[Dataset entries]
>>>>
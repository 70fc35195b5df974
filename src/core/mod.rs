//! Core module containing the record model, projection and store contract

pub mod entity;
pub mod error;
pub mod extractors;
pub mod projection;
pub mod query;
pub mod store;
pub mod validation;

pub use entity::{Entity, RecordId, Timestamp, Timestamps};
pub use error::{RecordError, Result};
pub use extractors::{JsonBody, RecordPath};
pub use projection::{ProjectionMode, Related, Relational};
pub use query::ProjectionQuery;
pub use store::RecordStore;
pub use validation::{FieldErrors, FieldReader};
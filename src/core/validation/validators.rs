//! Reusable field validators
//!
//! Each validator takes the raw JSON value of a present, non-null field and
//! either converts it to its typed form or returns the message reported to
//! the client for that field.

use crate::core::entity::RecordId;
use rust_decimal::Decimal;
use serde_json::Value;
use std::str::FromStr;

pub const REQUIRED: &str = "This field is required.";
pub const NOT_NULL: &str = "This field may not be null.";
pub const NOT_BLANK: &str = "This field may not be blank.";
pub const INVALID_STRING: &str = "Not a valid string.";
pub const INVALID_INTEGER: &str = "A valid integer is required.";
pub const INVALID_NUMBER: &str = "A valid number is required.";

/// Validator: text field, trimmed, non-blank, optionally bounded in length
///
/// Numbers are accepted and rendered as text; booleans and containers are not.
pub fn text(value: &Value, max_chars: Option<usize>) -> Result<String, String> {
    let raw = match value {
        Value::String(s) => s.clone(),
        Value::Number(n) => n.to_string(),
        _ => return Err(INVALID_STRING.to_string()),
    };

    let trimmed = raw.trim();
    if trimmed.is_empty() {
        return Err(NOT_BLANK.to_string());
    }

    if let Some(max) = max_chars {
        if trimmed.chars().count() > max {
            return Err(format!(
                "Ensure this field has no more than {} characters.",
                max
            ));
        }
    }

    Ok(trimmed.to_string())
}

/// Validator: integer, given as a JSON integer, an integral float or a numeric string
///
/// A string may carry a zero fraction (`"12.0"`, `"12."`), which is dropped.
pub fn integer(value: &Value) -> Result<i64, String> {
    match value {
        Value::Number(n) => {
            if let Some(i) = n.as_i64() {
                return Ok(i);
            }
            match n.as_f64() {
                Some(f) if f.fract() == 0.0 && f >= i64::MIN as f64 && f <= i64::MAX as f64 => {
                    Ok(f as i64)
                }
                _ => Err(INVALID_INTEGER.to_string()),
            }
        }
        Value::String(s) => strip_zero_fraction(s.trim())
            .parse::<i64>()
            .map_err(|_| INVALID_INTEGER.to_string()),
        _ => Err(INVALID_INTEGER.to_string()),
    }
}

fn strip_zero_fraction(raw: &str) -> &str {
    match raw.split_once('.') {
        Some((whole, fraction)) if fraction.chars().all(|c| c == '0') => whole,
        _ => raw,
    }
}

/// Validator: fixed-point decimal with bounded precision
///
/// Precision is checked on the normalized value, so trailing zeros never
/// count against `max_digits` or `decimal_places`. The returned value is
/// rescaled to exactly `decimal_places` places.
pub fn decimal(value: &Value, max_digits: u32, decimal_places: u32) -> Result<Decimal, String> {
    let raw = match value {
        Value::Number(n) => n.to_string(),
        Value::String(s) => s.trim().to_string(),
        _ => return Err(INVALID_NUMBER.to_string()),
    };

    let parsed = Decimal::from_str(&raw)
        .or_else(|_| Decimal::from_scientific(&raw))
        .map_err(|_| INVALID_NUMBER.to_string())?
        .normalize();

    let decimals = parsed.scale();
    let digits = parsed.mantissa().unsigned_abs().to_string().len() as u32;
    let total_digits = digits.max(decimals);
    let whole_digits = total_digits - decimals;

    if total_digits > max_digits {
        return Err(format!(
            "Ensure that there are no more than {} digits in total.",
            max_digits
        ));
    }
    if decimals > decimal_places {
        return Err(format!(
            "Ensure that there are no more than {} decimal places.",
            decimal_places
        ));
    }
    if whole_digits > max_digits - decimal_places {
        return Err(format!(
            "Ensure that there are no more than {} digits before the decimal point.",
            max_digits - decimal_places
        ));
    }

    let mut rescaled = parsed;
    rescaled.rescale(decimal_places);
    Ok(rescaled)
}

/// Validator: value must be one of the listed choices
pub fn choice<T: FromStr>(value: &Value, choices: &[&str]) -> Result<T, String> {
    let raw = match value {
        Value::String(s) => s.clone(),
        Value::Number(n) => n.to_string(),
        other => other.to_string(),
    };

    if !choices.contains(&raw.as_str()) {
        return Err(format!("\"{}\" is not a valid choice.", raw));
    }

    raw.parse::<T>()
        .map_err(|_| format!("\"{}\" is not a valid choice.", raw))
}

/// Validator: primary key reference
///
/// Existence is checked by the store; this only checks the shape.
pub fn primary_key(value: &Value) -> Result<RecordId, String> {
    let incorrect_type = |kind: &str| format!("Incorrect type. Expected pk value, received {}.", kind);

    match value {
        Value::Number(n) => {
            if let Some(i) = n.as_i64() {
                return Ok(i);
            }
            match n.as_f64() {
                Some(f) if f.fract() == 0.0 && f.abs() < i64::MAX as f64 => Ok(f as i64),
                _ => Err(incorrect_type("float")),
            }
        }
        Value::String(s) => s.trim().parse::<RecordId>().map_err(|_| incorrect_type("str")),
        Value::Bool(_) => Err(incorrect_type("bool")),
        Value::Array(_) => Err(incorrect_type("list")),
        Value::Object(_) => Err(incorrect_type("dict")),
        Value::Null => Err(NOT_NULL.to_string()),
    }
}

/// Truthiness of a JSON value: null, false, zero and empty containers are falsy
pub fn is_truthy(value: &Value) -> bool {
    match value {
        Value::Null => false,
        Value::Bool(b) => *b,
        Value::Number(n) => n.as_f64().is_some_and(|f| f != 0.0),
        Value::String(s) => !s.is_empty(),
        Value::Array(a) => !a.is_empty(),
        Value::Object(o) => !o.is_empty(),
    }
}
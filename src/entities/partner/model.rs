//! Partner model with explicit payload validation

use crate::core::entity::{Entity, RecordId, Timestamps};
use crate::core::projection::Relational;
use crate::core::validation::{FieldErrors, FieldReader};
use serde::Serialize;
use serde_json::Value;

/// Maximum length of a partner name, in characters
pub const NAME_MAX_CHARS: usize = 160;

/// A partner record
#[derive(Debug, Clone, PartialEq, Eq, Serialize)]
pub struct Partner {
    pub id: RecordId,
    pub name: String,
    pub city: String,
    pub address: String,
    pub company_name: String,
    #[serde(flatten)]
    pub timestamps: Timestamps,
}

impl Partner {
    /// Materialize validated input under a freshly allocated id
    pub fn from_new(id: RecordId, new: NewPartner) -> Self {
        Self {
            id,
            name: new.name,
            city: new.city,
            address: new.address,
            company_name: new.company_name,
            timestamps: Timestamps::new(),
        }
    }
}

impl Entity for Partner {
    fn resource_name() -> &'static str {
        "partner"
    }

    fn id(&self) -> RecordId {
        self.id
    }

    fn timestamps(&self) -> &Timestamps {
        &self.timestamps
    }

    fn timestamps_mut(&mut self) -> &mut Timestamps {
        &mut self.timestamps
    }
}

impl Relational for Partner {
    const RELATION_FIELD: &'static str = "assigned_autos";
}

/// Validated input for a new partner
#[derive(Debug, Clone, PartialEq, Eq)]
pub struct NewPartner {
    pub name: String,
    pub city: String,
    pub address: String,
    pub company_name: String,
}

impl NewPartner {
    pub fn from_json(body: &Value) -> Result<Self, FieldErrors> {
        let mut reader = FieldReader::new(body)?;

        let name = reader.text("name", Some(NAME_MAX_CHARS));
        let city = reader.text("city", None);
        let address = reader.text("address", None);
        let company_name = reader.text("company_name", None);

        match (name, city, address, company_name) {
            (Some(name), Some(city), Some(address), Some(company_name)) => Ok(Self {
                name,
                city,
                address,
                company_name,
            }),
            _ => Err(reader.into_errors()),
        }
    }
}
<<<<
__Task directions__:
A word-for-word copy of the data above is the goal, so set it all down again.

__Result below__:
repository 70fc35195b5df974
filename src/core/mod.rs
//! Core module containing the record model, projection and store contract

pub mod entity;
pub mod error;
pub mod extractors;
pub mod projection;
pub mod query;
pub mod store;
pub mod validation;

pub use entity::{Entity, RecordId, Timestamp, Timestamps};
pub use error::{RecordError, Result};
pub use extractors::{JsonBody, RecordPath};
pub use projection::{ProjectionMode, Related, Relational};
pub use query::ProjectionQuery;
pub use store::RecordStore;
pub use validation::{FieldErrors, FieldReader};
filename src/core/validation/validators.rs
//! Reusable field validators
//!
//! Each validator takes the raw JSON value of a present, non-null field and
//! either converts it to its typed form or returns the message reported to
//! the client for that field.

use crate::core::entity::RecordId;
use rust_decimal::Decimal;
use serde_json::Value;
use std::str::FromStr;

pub const REQUIRED: &str = "This field is required.";
pub const NOT_NULL: &str = "This field may not be null.";
pub const NOT_BLANK: &str = "This field may not be blank.";
pub const INVALID_STRING: &str = "Not a valid string.";
pub const INVALID_INTEGER: &str = "A valid integer is required.";
pub const INVALID_NUMBER: &str = "A valid number is required.";

/// Validator: text field, trimmed, non-blank, optionally bounded in length
///
/// Numbers are accepted and rendered as text; booleans and containers are not.
pub fn text(value: &Value, max_chars: Option<usize>) -> Result<String, String> {
    let raw = match value {
        Value::String(s) => s.clone(),
        Value::Number(n) => n.to_string(),
        _ => return Err(INVALID_STRING.to_string()),
    };

    let trimmed = raw.trim();
    if trimmed.is_empty() {
        return Err(NOT_BLANK.to_string());
    }

    if let Some(max) = max_chars {
        if trimmed.chars().count() > max {
            return Err(format!(
                "Ensure this field has no more than {} characters.",
                max
            ));
        }
    }

    Ok(trimmed.to_string())
}

/// Validator: integer, given as a JSON integer, an integral float or a numeric string
///
/// A string may carry a zero fraction (`"12.0"`, `"12."`), which is dropped.
pub fn integer(value: &Value) -> Result<i64, String> {
    match value {
        Value::Number(n) => {
            if let Some(i) = n.as_i64() {
                return Ok(i);
            }
            match n.as_f64() {
                Some(f) if f.fract() == 0.0 && f >= i64::MIN as f64 && f <= i64::MAX as f64 => {
                    Ok(f as i64)
                }
                _ => Err(INVALID_INTEGER.to_string()),
            }
        }
        Value::String(s) => strip_zero_fraction(s.trim())
            .parse::<i64>()
            .map_err(|_| INVALID_INTEGER.to_string()),
        _ => Err(INVALID_INTEGER.to_string()),
    }
}

fn strip_zero_fraction(raw: &str) -> &str {
    match raw.split_once('.') {
        Some((whole, fraction)) if fraction.chars().all(|c| c == '0') => whole,
        _ => raw,
    }
}

/// Validator: fixed-point decimal with bounded precision
///
/// Precision is checked on the normalized value, so trailing zeros never
/// count against `max_digits` or `decimal_places`. The returned value is
/// rescaled to exactly `decimal_places` places.
pub fn decimal(value: &Value, max_digits: u32, decimal_places: u32) -> Result<Decimal, String> {
    let raw = match value {
        Value::Number(n) => n.to_string(),
        Value::String(s) => s.trim().to_string(),
        _ => return Err(INVALID_NUMBER.to_string()),
    };

    let parsed = Decimal::from_str(&raw)
        .or_else(|_| Decimal::from_scientific(&raw))
        .map_err(|_| INVALID_NUMBER.to_string())?
        .normalize();

    let decimals = parsed.scale();
    let digits = parsed.mantissa().unsigned_abs().to_string().len() as u32;
    let total_digits = digits.max(decimals);
    let whole_digits = total_digits - decimals;

    if total_digits > max_digits {
        return Err(format!(
            "Ensure that there are no more than {} digits in total.",
            max_digits
        ));
    }
    if decimals > decimal_places {
        return Err(format!(
            "Ensure that there are no more than {} decimal places.",
            decimal_places
        ));
    }
    if whole_digits > max_digits - decimal_places {
        return Err(format!(
            "Ensure that there are no more than {} digits before the decimal point.",
            max_digits - decimal_places
        ));
    }

    let mut rescaled = parsed;
    rescaled.rescale(decimal_places);
    Ok(rescaled)
}

/// Validator: value must be one of the listed choices
pub fn choice<T: FromStr>(value: &Value, choices: &[&str]) -> Result<T, String> {
    let raw = match value {
        Value::String(s) => s.clone(),
        Value::Number(n) => n.to_string(),
        other => other.to_string(),
    };

    if !choices.contains(&raw.as_str()) {
        return Err(format!("\"{}\" is not a valid choice.", raw));
    }

    raw.parse::<T>()
        .map_err(|_| format!("\"{}\" is not a valid choice.", raw))
}

/// Validator: primary key reference
///
/// Existence is checked by the store; this only checks the shape.
pub fn primary_key(value: &Value) -> Result<RecordId, String> {
    let incorrect_type = |kind: &str| format!("Incorrect type. Expected pk value, received {}.", kind);

    match value {
        Value::Number(n) => {
            if let Some(i) = n.as_i64() {
                return Ok(i);
            }
            match n.as_f64() {
                Some(f) if f.fract() == 0.0 && f.abs() < i64::MAX as f64 => Ok(f as i64),
                _ => Err(incorrect_type("float")),
            }
        }
        Value::String(s) => s.trim().parse::<RecordId>().map_err(|_| incorrect_type("str")),
        Value::Bool(_) => Err(incorrect_type("bool")),
        Value::Array(_) => Err(incorrect_type("list")),
        Value::Object(_) => Err(incorrect_type("dict")),
        Value::Null => Err(NOT_NULL.to_string()),
    }
}

/// Truthiness of a JSON value: null, false, zero and empty containers are falsy
pub fn is_truthy(value: &Value) -> bool {
    match value {
        Value::Null => false,
        Value::Bool(b) => *b,
        Value::Number(n) => n.as_f64().is_some_and(|f| f != 0.0),
        Value::String(s) => !s.is_empty(),
        Value::Array(a) => !a.is_empty(),
        Value::Object(o) => !o.is_empty(),
    }
}
filename src/entities/partner/model.rs
//! Partner model with explicit payload validation

use crate::core::entity::{Entity, RecordId, Timestamps};
use crate::core::projection::Relational;
use crate::core::validation::{FieldErrors, FieldReader};
use serde::Serialize;
use serde_json::Value;

/// Maximum length of a partner name, in characters
pub const NAME_MAX_CHARS: usize = 160;

/// A partner record
#[derive(Debug, Clone, PartialEq, Eq, Serialize)]
pub struct Partner {
    pub id: RecordId,
    pub name: String,
    pub city: String,
    pub address: String,
    pub company_name: String,
    #[serde(flatten)]
    pub timestamps: Timestamps,
}

impl Partner {
    /// Materialize validated input under a freshly allocated id
    pub fn from_new(id: RecordId, new: NewPartner) -> Self {
        Self {
            id,
            name: new.name,
            city: new.city,
            address: new.address,
            company_name: new.company_name,
            timestamps: Timestamps::new(),
        }
    }
}

impl Entity for Partner {
    fn resource_name() -> &'static str {
        "partner"
    }

    fn id(&self) -> RecordId {
        self.id
    }

    fn timestamps(&self) -> &Timestamps {
        &self.timestamps
    }

    fn timestamps_mut(&mut self) -> &mut Timestamps {
        &mut self.timestamps
    }
}

impl Relational for Partner {
    const RELATION_FIELD: &'static str = "assigned_autos";
}

/// Validated input for a new partner
#[derive(Debug, Clone, PartialEq, Eq)]
pub struct NewPartner {
    pub name: String,
    pub city: String,
    pub address: String,
    pub company_name: String,
}

impl NewPartner {
    pub fn from_json(body: &Value) -> Result<Self, FieldErrors> {
        let mut reader = FieldReader::new(body)?;

        let name = reader.text("name", Some(NAME_MAX_CHARS));
        let city = reader.text("city", None);
        let address = reader.text("address", None);
        let company_name = reader.text("company_name", None);

        match (name, city, address, company_name) {
            (Some(name), Some(city), Some(address), Some(company_name)) => Ok(Self {
                name,
                city,
                address,
                company_name,
            }),
            _ => Err(reader.into_errors()),
        }
    }
}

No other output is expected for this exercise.